Since this is Cinco de Mayo week at every Mexican and pseudo-Mexican restaurant in the city, it’s also the week I keep the blinders on. After all these years I haven’t been desensitized to the 2-4-1 tequila shots and half-priced buckets of beer. Oh, and let’s all partake, wearing our little Mexican sombreros and ponchos—keep it real. But instead on educating folks on the true significance of Cinco de Mayo, and how this is not really a huge holiday for Mexicans since it isn’t Independence Day (that would be September 16), I’d rather pick up on a thread I mentioned at last week’s PEN Critical Moment panel. I’d like to recommend five recent and not-so-recent titles that will give readers insights into one or more dimensions of my beloved homeland:
Best of Contemporary Mexican Fiction
Edited by Alvaro Uribe and Olivia E. Sears, this 450-page tome is hip and young, with works in translation that offer a startling range of subject matter that quickly dispels the stereotypes long-associated with the Mexican landscape and its people.

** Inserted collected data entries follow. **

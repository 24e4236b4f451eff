// src/routes.rs

use axum::{
    Router,
    http::Method,
    routing::{get, post},
};
use tower::ServiceBuilder;
use tower_http::{
    cors::{Any, CorsLayer},
    services::ServeDir,
    trace::TraceLayer,
};

use crate::{
    handlers::{leaderboard, quiz, session},
    state::AppState,
};

/// Assembles the main application router.
///
/// * Merges the quiz, session and leaderboard sub-routers.
/// * Serves question illustrations from the assets directory.
/// * Applies global middleware (Trace, CORS).
pub fn create_router(state: AppState) -> Router {
    let cors = CorsLayer::new()
        .allow_origin(Any)
        .allow_methods([Method::GET, Method::POST, Method::DELETE])
        .allow_headers([axum::http::header::CONTENT_TYPE]);

    let session_routes = Router::new()
        .route("/", post(session::create_session))
        .route(
            "/{id}",
            get(session::get_session).delete(session::delete_session),
        )
        .route("/{id}/question", get(session::get_question))
        .route("/{id}/answer", post(session::submit_answer))
        .route("/{id}/advance", post(session::advance));

    let images = ServeDir::new(&state.config.assets_dir);

    Router::new()
        .route("/api/quiz", get(quiz::quiz_info))
        .route("/api/leaderboard", get(leaderboard::get_leaderboard))
        .nest("/api/sessions", session_routes)
        .nest_service("/images", images)
        // Global Middleware (applied from outside in)
        .layer(
            ServiceBuilder::new()
                .layer(TraceLayer::new_for_http())
                .layer(cors),
        )
        .with_state(state)
}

The Last Prince of the Mexican Empire
C.M. Mayo’s fictionalized account of Emperor Maximilian’s brief reign over Mexico during the mid-19th century is a testament to this author’s painstaking research and skilful storytelling. Maximilian’s flawed humanity is fully explored in this rich and satisfying portrait of a man who continues to be maligned even by those who don’t know his entire story.
Chicano writer, Luis Alberto Urrea’s newest novel is an excellent companion to his nonfiction book, The Devil’s Highway, which was a finalist for the Pulitzer Prize a few years back, and which also dealt with the desperation that forces many Mexican people to seek out a better life by taking dangerous risks, first.
Though this anthology of Mexican poetry, edited by Monica de la Torre and Michael Wiegers, is now seven years old, it’s still the best representative collection of contemporary Mexican poetry in translation. Kudos to the editors for seeking and including works written by indigenous poets.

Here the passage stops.